My Score Is... Introducing the MUSHRA Listening Test
Hello, I'm Ted, and since the start of Gaudio Lab, I've been on board tackling a myriad of tasks.
Recently, we've conducted listening tests to assess the performance of the technology we've developed. Thinking it would be beneficial to have an easily understandable explanation of this listening test, I've decided to jot down a few notes.
Just as when you visit a hospital or watch a medical drama, you might occasionally be asked this question: "On a scale from 0, representing no pain at all, to 10, denoting the most intense pain imaginable, how would you rate your pain right now?" While writing this article, I learned that such a question is referred to as an NRS (Numeric Rating Scale). Since the experience of pain is subjective, the NRS helps to simplify and quantify it in an easily understandable manner, thus effectively aiding in pain management and treatment. It might feel odd discussing medical terminology in an audio-related blog. 🙂
Can Sound Be Quantified? - The MUSHRA Listening Test
So, what about sound?
When there are two sounds, how can we evaluate which one is better?
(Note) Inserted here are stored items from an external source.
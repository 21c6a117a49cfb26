use std::collections::HashMap;
use std::ops::RangeInclusive;
use std::str::FromStr;

use crate::domain::catalog;
use crate::domain::favorite::{Favorite, Favorites};

pub const DEFAULT_CHAPTER: u16 = 1;
pub const DEFAULT_ARABIC_FONT_SIZE: u16 = 28;
pub const DEFAULT_TRANSLATION_FONT_SIZE: u16 = 16;
pub const FONT_SIZE_RANGE: RangeInclusive<u16> = 10..=72;

/// Storage keys. These match the names earlier versions wrote.
pub mod keys {
    pub const LAST_CHAPTER: &str = "lastReadSurah";
    pub const DARK_MODE: &str = "darkMode";
    pub const ARABIC_FONT_SIZE: &str = "arabicFontSize";
    pub const TRANSLATION_FONT_SIZE: &str = "translationFontSize";
    pub const RECITER: &str = "selectedReciter";
    pub const TRANSLATION: &str = "selectedTranslation";
    pub const FAVORITES: &str = "favoriteVerses";
}

#[derive(Debug, Clone, PartialEq, Eq)]
pub struct Preferences {
    pub last_chapter: u16,
    pub dark_mode: bool,
    pub arabic_font_size: u16,
    pub translation_font_size: u16,
    pub reciter: String,
    pub translation: String,
    pub favorites: Favorites,
}

impl Default for Preferences {
    fn default() -> Self {
        Self {
            last_chapter: DEFAULT_CHAPTER,
            dark_mode: false,
            arabic_font_size: DEFAULT_ARABIC_FONT_SIZE,
            translation_font_size: DEFAULT_TRANSLATION_FONT_SIZE,
            reciter: catalog::default_reciter().identifier.to_string(),
            translation: catalog::default_translation().identifier.to_string(),
            favorites: Favorites::new(),
        }
    }
}

impl Preferences {
    /// Rebuild preferences from raw stored values.
    ///
    /// Every key is read on its own: a missing, malformed or out-of-catalog
    /// value falls back to its default without affecting the others.
    pub fn from_entries<I>(entries: I) -> Self
    where
        I: IntoIterator<Item = (String, String)>,
    {
        let entries: HashMap<String, String> = entries.into_iter().collect();
        let defaults = Self::default();

        let favorites = match entries.get(keys::FAVORITES) {
            None => defaults.favorites,
            Some(raw) => match serde_json::from_str::<Vec<Favorite>>(raw) {
                Ok(list) => Favorites::from_entries(
                    list.into_iter()
                        .filter(|f| catalog::is_valid_chapter(f.chapter))
                        .collect(),
                ),
                Err(e) => {
                    tracing::warn!("Ignoring unreadable favorites: {}", e);
                    defaults.favorites
                }
            },
        };

        Self {
            last_chapter: parse_entry(
                &entries,
                keys::LAST_CHAPTER,
                defaults.last_chapter,
                |n| catalog::is_valid_chapter(*n),
            ),
            dark_mode: parse_entry(&entries, keys::DARK_MODE, defaults.dark_mode, |_| true),
            arabic_font_size: parse_entry(
                &entries,
                keys::ARABIC_FONT_SIZE,
                defaults.arabic_font_size,
                |n| FONT_SIZE_RANGE.contains(n),
            ),
            translation_font_size: parse_entry(
                &entries,
                keys::TRANSLATION_FONT_SIZE,
                defaults.translation_font_size,
                |n| FONT_SIZE_RANGE.contains(n),
            ),
            reciter: parse_entry(&entries, keys::RECITER, defaults.reciter, |id: &String| {
                catalog::reciter(id).is_some()
            }),
            translation: parse_entry(
                &entries,
                keys::TRANSLATION,
                defaults.translation,
                |id: &String| catalog::translation(id).is_some(),
            ),
            favorites,
        }
    }

    pub fn apply(&mut self, update: &PreferencesUpdate) {
        if let Some(chapter) = update.last_chapter {
            self.last_chapter = chapter;
        }
        if let Some(dark_mode) = update.dark_mode {
            self.dark_mode = dark_mode;
        }
        if let Some(size) = update.arabic_font_size {
            self.arabic_font_size = size;
        }
        if let Some(size) = update.translation_font_size {
            self.translation_font_size = size;
        }
        if let Some(ref reciter) = update.reciter {
            self.reciter = reciter.clone();
        }
        if let Some(ref translation) = update.translation {
            self.translation = translation.clone();
        }
        if let Some(ref favorites) = update.favorites {
            self.favorites = Favorites::from_entries(favorites.clone());
        }
    }
}

fn parse_entry<T, F>(entries: &HashMap<String, String>, key: &str, default: T, valid: F) -> T
where
    T: FromStr,
    F: Fn(&T) -> bool,
{
    let Some(raw) = entries.get(key) else {
        return default;
    };
    match raw.trim().parse::<T>() {
        Ok(value) if valid(&value) => value,
        _ => {
            tracing::warn!("Ignoring invalid preference {}={:?}", key, raw);
            default
        }
    }
}

/// A partial preferences write. `None` fields are left untouched.
#[derive(Debug, Clone, Default, PartialEq, Eq)]
pub struct PreferencesUpdate {
    pub last_chapter: Option<u16>,
    pub dark_mode: Option<bool>,
    pub arabic_font_size: Option<u16>,
    pub translation_font_size: Option<u16>,
    pub reciter: Option<String>,
    pub translation: Option<String>,
    pub favorites: Option<Vec<Favorite>>,
}

impl PreferencesUpdate {
    pub fn is_empty(&self) -> bool {
        *self == Self::default()
    }

    /// Serialize the set fields into raw key/value pairs.
    pub fn entries(&self) -> serde_json::Result<Vec<(&'static str, String)>> {
        let mut entries = Vec::new();
        if let Some(chapter) = self.last_chapter {
            entries.push((keys::LAST_CHAPTER, chapter.to_string()));
        }
        if let Some(dark_mode) = self.dark_mode {
            entries.push((keys::DARK_MODE, dark_mode.to_string()));
        }
        if let Some(size) = self.arabic_font_size {
            entries.push((keys::ARABIC_FONT_SIZE, size.to_string()));
        }
        if let Some(size) = self.translation_font_size {
            entries.push((keys::TRANSLATION_FONT_SIZE, size.to_string()));
        }
        if let Some(ref reciter) = self.reciter {
            entries.push((keys::RECITER, reciter.clone()));
        }
        if let Some(ref translation) = self.translation {
            entries.push((keys::TRANSLATION, translation.clone()));
        }
        if let Some(ref favorites) = self.favorites {
            entries.push((keys::FAVORITES, serde_json::to_string(favorites)?));
        }
        Ok(entries)
    }
}
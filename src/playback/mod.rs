pub mod audio;
pub mod controller;

pub use audio::{AudioOutput, NullOutput, OutputEvent, PlaybackToken, RodioOutput};
pub use controller::{PlaybackController, PlaybackEvent, PlaybackState};
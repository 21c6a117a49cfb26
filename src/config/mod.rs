//! Configuration management.
//!
//! Configuration is read from `~/.config/mushaf/config.toml` at startup.
//! If the file doesn't exist, a default configuration with comments is created.

pub mod colors;
pub mod keybindings;

pub use colors::{ColorConfig, ThemeConfig};
pub use keybindings::KeybindingConfig;

use serde::Deserialize;
use std::fs;
use std::io::Write;
use std::path::{Path, PathBuf};
use std::time::Duration;

/// Main configuration struct.
#[derive(Debug, Clone, Default, Deserialize)]
#[serde(default)]
pub struct Config {
    pub colors: ColorConfig,
    pub keybindings: KeybindingConfig,
    pub api: ApiConfig,
    pub share: ShareConfig,
}

/// Upstream content API settings.
#[derive(Debug, Clone, Deserialize)]
#[serde(default)]
pub struct ApiConfig {
    pub base_url: String,
    pub timeout_secs: u64,
    /// Recitation downloads are far larger than text responses.
    pub audio_timeout_secs: u64,
    pub text_edition: String,
    pub transliteration_edition: String,
}

impl Default for ApiConfig {
    fn default() -> Self {
        Self {
            base_url: "https://api.alquran.cloud/v1".to_string(),
            timeout_secs: 10,
            audio_timeout_secs: 120,
            text_edition: "quran-uthmani".to_string(),
            transliteration_edition: "en.transliteration".to_string(),
        }
    }
}

impl ApiConfig {
    pub fn audio_timeout(&self) -> Duration {
        Duration::from_secs(self.audio_timeout_secs)
    }
}

/// Verse sharing settings.
#[derive(Debug, Clone, Default, Deserialize)]
#[serde(default)]
pub struct ShareConfig {
    /// Web reader that understands `?surah=N&ayah=M` deep links. Shared
    /// text carries no link when unset.
    pub origin: Option<String>,
}

impl Config {
    /// Load configuration from the default path.
    ///
    /// If the config file doesn't exist, creates a default one with comments.
    /// If the config file exists but is invalid, returns an error.
    /// Missing fields in the config file will use default values.
    pub fn load() -> Result<Self, ConfigError> {
        Self::load_from(&Self::default_config_path()?)
    }

    pub fn load_from(config_path: &Path) -> Result<Self, ConfigError> {
        if !config_path.exists() {
            Self::create_default_config(config_path)?;
            return Ok(Self::default());
        }

        let content = fs::read_to_string(config_path).map_err(|e| ConfigError::Io {
            path: config_path.to_path_buf(),
            source: e,
        })?;

        toml::from_str(&content).map_err(|e| ConfigError::Parse {
            path: config_path.to_path_buf(),
            source: e,
        })
    }

    /// Get the default config file path: `~/.config/mushaf/config.toml`
    pub fn default_config_path() -> Result<PathBuf, ConfigError> {
        let config_dir = dirs::config_dir().ok_or(ConfigError::NoConfigDir)?;
        Ok(config_dir.join("mushaf").join("config.toml"))
    }

    fn create_default_config(path: &Path) -> Result<(), ConfigError> {
        let io_error = |path: &Path, source| ConfigError::Io {
            path: path.to_path_buf(),
            source,
        };

        if let Some(parent) = path.parent() {
            fs::create_dir_all(parent).map_err(|e| io_error(parent, e))?;
        }

        let mut file = fs::File::create(path).map_err(|e| io_error(path, e))?;
        file.write_all(DEFAULT_CONFIG.as_bytes())
            .map_err(|e| io_error(path, e))?;

        tracing::info!("Wrote default configuration to {}", path.display());
        Ok(())
    }
}

const DEFAULT_CONFIG: &str = r##"# mushaf configuration
#
# Colors can be specified as:
# - Named colors: Black, Red, Green, Yellow, Blue, Magenta, Cyan, Gray,
#   DarkGray, LightRed, LightGreen, LightYellow, LightBlue, LightMagenta,
#   LightCyan, White, Reset
# - Hex colors: "#RRGGBB" or "#RGB"
#
# Keybindings can be specified as:
# - Single characters: "a", "F", "/"
# - Special keys: Enter, Tab, BackTab, Backspace, Delete, Home, End,
#   PageUp, PageDown, Up, Down, Left, Right, Esc, Space, Plus, F1-F12
# - With modifiers: "Ctrl+c", "Shift+Tab", "Alt+Enter"

[api]
base_url = "https://api.alquran.cloud/v1"
# Requests slower than this fail the load (no automatic retry)
timeout_secs = 10
# Limit for downloading one verse of recitation
audio_timeout_secs = 120
text_edition = "quran-uthmani"
transliteration_edition = "en.transliteration"

[share]
# Web reader to deep-link shared verses to, e.g. "https://reader.example"
# origin = ""

[colors.light]
background = "Reset"
active_border = "Green"
inactive_border = "Gray"
selection_bg = "Green"
selection_fg = "Black"
original_text = "Reset"
transliteration_text = "DarkGray"
translation_text = "Reset"
unavailable_text = "Gray"
playing_marker = "Green"
favorite_marker = "Yellow"
error = "Red"
status_fg = "Black"
status_bg = "Gray"

[colors.dark]
background = "#111827"
active_border = "LightGreen"
inactive_border = "DarkGray"
selection_bg = "LightGreen"
selection_fg = "Black"
original_text = "White"
transliteration_text = "Gray"
translation_text = "White"
unavailable_text = "DarkGray"
playing_marker = "LightGreen"
favorite_marker = "LightYellow"
error = "LightRed"
status_fg = "White"
status_bg = "DarkGray"

[keybindings]
# Navigation
quit = ["q", "Ctrl+c"]
move_up = ["k", "Up"]
move_down = ["j", "Down"]
next_page = ["PageDown", "Ctrl+d"]
prev_page = ["PageUp", "Ctrl+u"]
next_pane = ["Tab"]
prev_pane = ["BackTab", "Shift+Tab"]
next_chapter = ["n", "Right"]
prev_chapter = ["p", "Left"]

# Playback
select = ["Enter", "Space"]
play_all = ["a"]

# Reading
toggle_favorite = ["f"]
favorites_only = ["F"]
search = ["/"]
toggle_dark_mode = ["d"]
cycle_reciter = ["r"]
cycle_translation = ["t"]
arabic_font_up = ["Plus", "="]
arabic_font_down = ["-"]
translation_font_up = ["]"]
translation_font_down = ["["]
retry = ["R"]
toggle_maximize = ["m"]
"##;

/// Configuration errors.
#[derive(Debug, thiserror::Error)]
pub enum ConfigError {
    #[error("Could not determine config directory")]
    NoConfigDir,

    #[error("Failed to read/write config file at {path}: {source}")]
    Io {
        path: PathBuf,
        source: std::io::Error,
    },

    #[error("Failed to parse config file at {path}: {source}")]
    Parse {
        path: PathBuf,
        source: toml::de::Error,
    },
}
In the audio field, there have been numerous attempts to develop technology that can objectively evaluate sound without human hearing. Unfortunately, such technology has not yet been perfected. In other words, we have not reached the point where a machine can analyze sound and declare, "This sound scores an 80, human.🤖"
Instead, methodologies that involve listening to and evaluating sounds have been widely used for some time. For example, there are MUSHRA (Multiple Stimuli with Hidden Reference and Anchor), ABX, and MOS (Mean Opinion Score), among others. Today, I'd like to introduce the MUSHRA evaluation method, which is particularly tailored to assess the subtle differences between high-quality audio samples.
MUSHRA stands for the Method of Assessment of audio systemS Handling of Degraded Reference Signals. It is primarily used to evaluate high-quality audio technologies/systems. Standardized by the International Telecommunication Union (ITU), it is especially useful for assessing the subtle differences between audio samples. The core principle of the MUSHRA evaluation involves presenting several test samples simultaneously and asking participants to compare them, rating each on a scale from 0 to 100.
The samples provided include:
-
Hidden Reference: A high-quality version of the original audio track, used as the highest benchmark for participants to compare other samples against. Participants are unaware that this sample serves as the reference.
-
Anchor: Typically, a lower-quality audio sample that acts as the lower benchmark for evaluation. This helps participants have a clearer understanding of the rating scale.
-
Test Samples: Samples generated through various audio systems that are being evaluated.
The Hidden Reference is considered the "correct answer," or 100 points, and the Anchor is set as a low benchmark, roughly equivalent to 20 points. Test Samples are then evaluated on a scale from 0 to 100.
Comparing this to the NRS, if we were to draw parallels, the Hidden Reference could be likened to the most intense pain imaginable, while the Anchor would represent no pain at all. However, unlike the NRS where the no pain mark is set at 0, the Anchor is not set at 0 in MUSHRA evaluations because Test Samples may perform worse than the Anchor. Another distinction from the NRS is that while the most intense pain can vary from person to person, the Hidden Reference is a consistent sound for everyone, making it more objective.
Moreover, MUSHRA includes a post-screening rule to ensure that evaluators do not rate randomly, understand the given instructions well, and have the capacity to sufficiently distinguish between performances. It's quite a systematic approach, isn't it?
We've Tried MUSHRA Listening Test Ourselves.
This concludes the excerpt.